# [Task instructions]
Reproduce all the entries precisely.

:: Working data ::

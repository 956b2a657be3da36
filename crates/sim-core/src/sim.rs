//! Simulation driver: single runs and two-configuration comparisons.

use std::fmt;

use log::{debug, info};
use thiserror::Error;

use crate::execute::run;
use crate::state::GENERAL_REGISTER_COUNT;
use crate::timing::{PerfConfig, PerfCounters};
use crate::{CoreState, Fault, ProgramImage, RunOutcome, SimConfig};

/// Errors a simulation run can end with.
#[derive(Debug, Clone, Copy, PartialEq, Eq, Error)]
pub enum SimError {
    /// The program faulted.
    #[error(transparent)]
    Fault(#[from] Fault),
    /// A comparison needs execution times, but a configuration runs at 0 MHz.
    #[error("execution time is undefined for configuration {label} (frequency 0 MHz)")]
    UndefinedExecutionTime {
        /// Which configuration, `A` or `B`.
        label: ConfigLabel,
    },
}

/// Names one side of a comparison.
#[derive(Debug, Clone, Copy, PartialEq, Eq, Hash)]
#[cfg_attr(feature = "serde", derive(serde::Deserialize, serde::Serialize))]
pub enum ConfigLabel {
    /// The first configuration.
    A,
    /// The second configuration.
    B,
}

impl fmt::Display for ConfigLabel {
    fn fmt(&self, f: &mut fmt::Formatter<'_>) -> fmt::Result {
        f.write_str(match self {
            Self::A => "A",
            Self::B => "B",
        })
    }
}

/// Summary of one finished run.
#[derive(Debug, Clone, PartialEq)]
#[cfg_attr(feature = "serde", derive(serde::Deserialize, serde::Serialize))]
pub struct RunReport {
    /// How the run ended.
    pub outcome: RunOutcome,
    /// Cycles, instructions and per-class counts.
    pub counters: PerfCounters,
    /// Wall time at the configured frequency; `None` at 0 MHz.
    pub execution_time_secs: Option<f64>,
    /// Final register values in index order.
    pub registers: [i32; GENERAL_REGISTER_COUNT],
}

/// Owns one core and runs programs on it.
#[derive(Debug, Clone, Default)]
pub struct Simulator {
    state: CoreState,
    config: SimConfig,
}

impl Simulator {
    /// Creates a simulator with zeroed state.
    #[must_use]
    pub fn new(config: SimConfig) -> Self {
        Self {
            state: CoreState::default(),
            config,
        }
    }

    /// Current configuration.
    #[must_use]
    pub const fn config(&self) -> &SimConfig {
        &self.config
    }

    /// Replaces the performance model used by subsequent runs.
    pub fn set_perf(&mut self, perf: PerfConfig) {
        self.config.perf = perf;
    }

    /// Read access to the core.
    #[must_use]
    pub const fn state(&self) -> &CoreState {
        &self.state
    }

    /// Mutable access to the core, for presetting registers or memory.
    pub fn state_mut(&mut self) -> &mut CoreState {
        &mut self.state
    }

    /// Zeroes registers, PC, memory and counters.
    pub fn reset(&mut self) {
        debug!("reset core state");
        self.state.reset();
    }

    /// Writes `image` into memory on top of the current state.
    ///
    /// # Errors
    ///
    /// Returns a fault when a word lies outside memory.
    pub fn load_image(&mut self, image: &ProgramImage) -> Result<(), Fault> {
        debug!("loading {} program words", image.len());
        self.state.load_image(image)
    }

    /// Runs from the current PC until halt or the step budget.
    ///
    /// # Errors
    ///
    /// Returns the fault that stopped the run.
    pub fn run(&mut self) -> Result<RunReport, SimError> {
        let outcome = run(&mut self.state, &self.config)?;
        let counters = self.state.counters;
        info!(
            "run finished: {outcome:?}, {} instructions, {} cycles",
            counters.instructions, counters.cycles
        );

        Ok(RunReport {
            outcome,
            counters,
            execution_time_secs: self.config.perf.execution_time_secs(counters.cycles),
            registers: *self.state.arch.registers(),
        })
    }

    /// Resets the core, loads `image`, and runs it.
    ///
    /// # Errors
    ///
    /// Returns a fault raised while loading or running.
    pub fn run_program(&mut self, image: &ProgramImage) -> Result<RunReport, SimError> {
        self.reset();
        self.load_image(image)?;
        self.run()
    }

    /// Runs `image` under `a`, resets, then runs it again under `b`.
    ///
    /// Both runs share this simulator's policies and step budget.
    ///
    /// # Errors
    ///
    /// Returns the first fault, or [`SimError::UndefinedExecutionTime`] when
    /// either configuration runs at 0 MHz.
    pub fn compare(
        &mut self,
        image: &ProgramImage,
        a: PerfConfig,
        b: PerfConfig,
    ) -> Result<Comparison, SimError> {
        self.set_perf(a);
        let first = self.run_program(image)?;
        self.set_perf(b);
        let second = self.run_program(image)?;

        Comparison::new(first, second)
    }
}

/// Single run of `image` on a fresh simulator.
///
/// # Errors
///
/// Returns the fault that stopped the run.
pub fn run_program(image: &ProgramImage, config: SimConfig) -> Result<RunReport, SimError> {
    Simulator::new(config).run_program(image)
}

/// Compares two performance configurations on `image` with default policies.
///
/// # Errors
///
/// See [`Simulator::compare`].
pub fn compare(image: &ProgramImage, a: PerfConfig, b: PerfConfig) -> Result<Comparison, SimError> {
    Simulator::default().compare(image, a, b)
}

/// Outcome of running one program under two configurations.
#[derive(Debug, Clone, PartialEq)]
#[cfg_attr(feature = "serde", derive(serde::Deserialize, serde::Serialize))]
pub struct Comparison {
    /// Report for configuration A.
    pub a: RunReport,
    /// Report for configuration B.
    pub b: RunReport,
    time_a: f64,
    time_b: f64,
}

impl Comparison {
    /// Builds a comparison from two reports.
    ///
    /// # Errors
    ///
    /// Returns [`SimError::UndefinedExecutionTime`] when a report has no
    /// execution time.
    pub fn new(a: RunReport, b: RunReport) -> Result<Self, SimError> {
        let time_a = a.execution_time_secs.ok_or(SimError::UndefinedExecutionTime {
            label: ConfigLabel::A,
        })?;
        let time_b = b.execution_time_secs.ok_or(SimError::UndefinedExecutionTime {
            label: ConfigLabel::B,
        })?;

        Ok(Self {
            a,
            b,
            time_a,
            time_b,
        })
    }

    /// The faster configuration. Ties go to `B`.
    #[must_use]
    pub fn winner(&self) -> ConfigLabel {
        if self.time_a < self.time_b {
            ConfigLabel::A
        } else {
            ConfigLabel::B
        }
    }

    /// Slower time divided by faster time; 1.0 on a tie.
    #[must_use]
    pub fn speedup(&self) -> f64 {
        let (slower, faster) = match self.winner() {
            ConfigLabel::A => (self.time_b, self.time_a),
            ConfigLabel::B => (self.time_a, self.time_b),
        };
        if slower <= faster {
            1.0
        } else {
            slower / faster
        }
    }

    /// Execution time of configuration `label`.
    #[must_use]
    pub const fn time(&self, label: ConfigLabel) -> f64 {
        match label {
            ConfigLabel::A => self.time_a,
            ConfigLabel::B => self.time_b,
        }
    }
}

:::

# [Problem solution]
repository 956b2a657be3da36
filename crates/sim-core/src/sim.rs
//! Simulation driver: single runs and two-configuration comparisons.

use std::fmt;

use log::{debug, info};
use thiserror::Error;

use crate::execute::run;
use crate::state::GENERAL_REGISTER_COUNT;
use crate::timing::{PerfConfig, PerfCounters};
use crate::{CoreState, Fault, ProgramImage, RunOutcome, SimConfig};

/// Errors a simulation run can end with.
#[derive(Debug, Clone, Copy, PartialEq, Eq, Error)]
pub enum SimError {
    /// The program faulted.
    #[error(transparent)]
    Fault(#[from] Fault),
    /// A comparison needs execution times, but a configuration runs at 0 MHz.
    #[error("execution time is undefined for configuration {label} (frequency 0 MHz)")]
    UndefinedExecutionTime {
        /// Which configuration, `A` or `B`.
        label: ConfigLabel,
    },
}

/// Names one side of a comparison.
#[derive(Debug, Clone, Copy, PartialEq, Eq, Hash)]
#[cfg_attr(feature = "serde", derive(serde::Deserialize, serde::Serialize))]
pub enum ConfigLabel {
    /// The first configuration.
    A,
    /// The second configuration.
    B,
}

impl fmt::Display for ConfigLabel {
    fn fmt(&self, f: &mut fmt::Formatter<'_>) -> fmt::Result {
        f.write_str(match self {
            Self::A => "A",
            Self::B => "B",
        })
    }
}

/// Summary of one finished run.
#[derive(Debug, Clone, PartialEq)]
#[cfg_attr(feature = "serde", derive(serde::Deserialize, serde::Serialize))]
pub struct RunReport {
    /// How the run ended.
    pub outcome: RunOutcome,
    /// Cycles, instructions and per-class counts.
    pub counters: PerfCounters,
    /// Wall time at the configured frequency; `None` at 0 MHz.
    pub execution_time_secs: Option<f64>,
    /// Final register values in index order.
    pub registers: [i32; GENERAL_REGISTER_COUNT],
}

/// Owns one core and runs programs on it.
#[derive(Debug, Clone, Default)]
pub struct Simulator {
    state: CoreState,
    config: SimConfig,
}

impl Simulator {
    /// Creates a simulator with zeroed state.
    #[must_use]
    pub fn new(config: SimConfig) -> Self {
        Self {
            state: CoreState::default(),
            config,
        }
    }

    /// Current configuration.
    #[must_use]
    pub const fn config(&self) -> &SimConfig {
        &self.config
    }

    /// Replaces the performance model used by subsequent runs.
    pub fn set_perf(&mut self, perf: PerfConfig) {
        self.config.perf = perf;
    }

    /// Read access to the core.
    #[must_use]
    pub const fn state(&self) -> &CoreState {
        &self.state
    }

    /// Mutable access to the core, for presetting registers or memory.
    pub fn state_mut(&mut self) -> &mut CoreState {
        &mut self.state
    }

    /// Zeroes registers, PC, memory and counters.
    pub fn reset(&mut self) {
        debug!("reset core state");
        self.state.reset();
    }

    /// Writes `image` into memory on top of the current state.
    ///
    /// # Errors
    ///
    /// Returns a fault when a word lies outside memory.
    pub fn load_image(&mut self, image: &ProgramImage) -> Result<(), Fault> {
        debug!("loading {} program words", image.len());
        self.state.load_image(image)
    }

    /// Runs from the current PC until halt or the step budget.
    ///
    /// # Errors
    ///
    /// Returns the fault that stopped the run.
    pub fn run(&mut self) -> Result<RunReport, SimError> {
        let outcome = run(&mut self.state, &self.config)?;
        let counters = self.state.counters;
        info!(
            "run finished: {outcome:?}, {} instructions, {} cycles",
            counters.instructions, counters.cycles
        );

        Ok(RunReport {
            outcome,
            counters,
            execution_time_secs: self.config.perf.execution_time_secs(counters.cycles),
            registers: *self.state.arch.registers(),
        })
    }

    /// Resets the core, loads `image`, and runs it.
    ///
    /// # Errors
    ///
    /// Returns a fault raised while loading or running.
    pub fn run_program(&mut self, image: &ProgramImage) -> Result<RunReport, SimError> {
        self.reset();
        self.load_image(image)?;
        self.run()
    }

    /// Runs `image` under `a`, resets, then runs it again under `b`.
    ///
    /// Both runs share this simulator's policies and step budget.
    ///
    /// # Errors
    ///
    /// Returns the first fault, or [`SimError::UndefinedExecutionTime`] when
    /// either configuration runs at 0 MHz.
    pub fn compare(
        &mut self,
        image: &ProgramImage,
        a: PerfConfig,
        b: PerfConfig,
    ) -> Result<Comparison, SimError> {
        self.set_perf(a);
        let first = self.run_program(image)?;
        self.set_perf(b);
        let second = self.run_program(image)?;

        Comparison::new(first, second)
    }
}

/// Single run of `image` on a fresh simulator.
///
/// # Errors
///
/// Returns the fault that stopped the run.
pub fn run_program(image: &ProgramImage, config: SimConfig) -> Result<RunReport, SimError> {
    Simulator::new(config).run_program(image)
}

/// Compares two performance configurations on `image` with default policies.
///
/// # Errors
///
/// See [`Simulator::compare`].
pub fn compare(image: &ProgramImage, a: PerfConfig, b: PerfConfig) -> Result<Comparison, SimError> {
    Simulator::default().compare(image, a, b)
}

/// Outcome of running one program under two configurations.
#[derive(Debug, Clone, PartialEq)]
#[cfg_attr(feature = "serde", derive(serde::Deserialize, serde::Serialize))]
pub struct Comparison {
    /// Report for configuration A.
    pub a: RunReport,
    /// Report for configuration B.
    pub b: RunReport,
    time_a: f64,
    time_b: f64,
}

impl Comparison {
    /// Builds a comparison from two reports.
    ///
    /// # Errors
    ///
    /// Returns [`SimError::UndefinedExecutionTime`] when a report has no
    /// execution time.
    pub fn new(a: RunReport, b: RunReport) -> Result<Self, SimError> {
        let time_a = a.execution_time_secs.ok_or(SimError::UndefinedExecutionTime {
            label: ConfigLabel::A,
        })?;
        let time_b = b.execution_time_secs.ok_or(SimError::UndefinedExecutionTime {
            label: ConfigLabel::B,
        })?;

        Ok(Self {
            a,
            b,
            time_a,
            time_b,
        })
    }

    /// The faster configuration. Ties go to `B`.
    #[must_use]
    pub fn winner(&self) -> ConfigLabel {
        if self.time_a < self.time_b {
            ConfigLabel::A
        } else {
            ConfigLabel::B
        }
    }

    /// Slower time divided by faster time; 1.0 on a tie.
    #[must_use]
    pub fn speedup(&self) -> f64 {
        let (slower, faster) = match self.winner() {
            ConfigLabel::A => (self.time_b, self.time_a),
            ConfigLabel::B => (self.time_a, self.time_b),
        };
        if slower <= faster {
            1.0
        } else {
            slower / faster
        }
    }

    /// Execution time of configuration `label`.
    #[must_use]
    pub const fn time(&self, label: ConfigLabel) -> f64 {
        match label {
            ConfigLabel::A => self.time_a,
            ConfigLabel::B => self.time_b,
        }
    }
}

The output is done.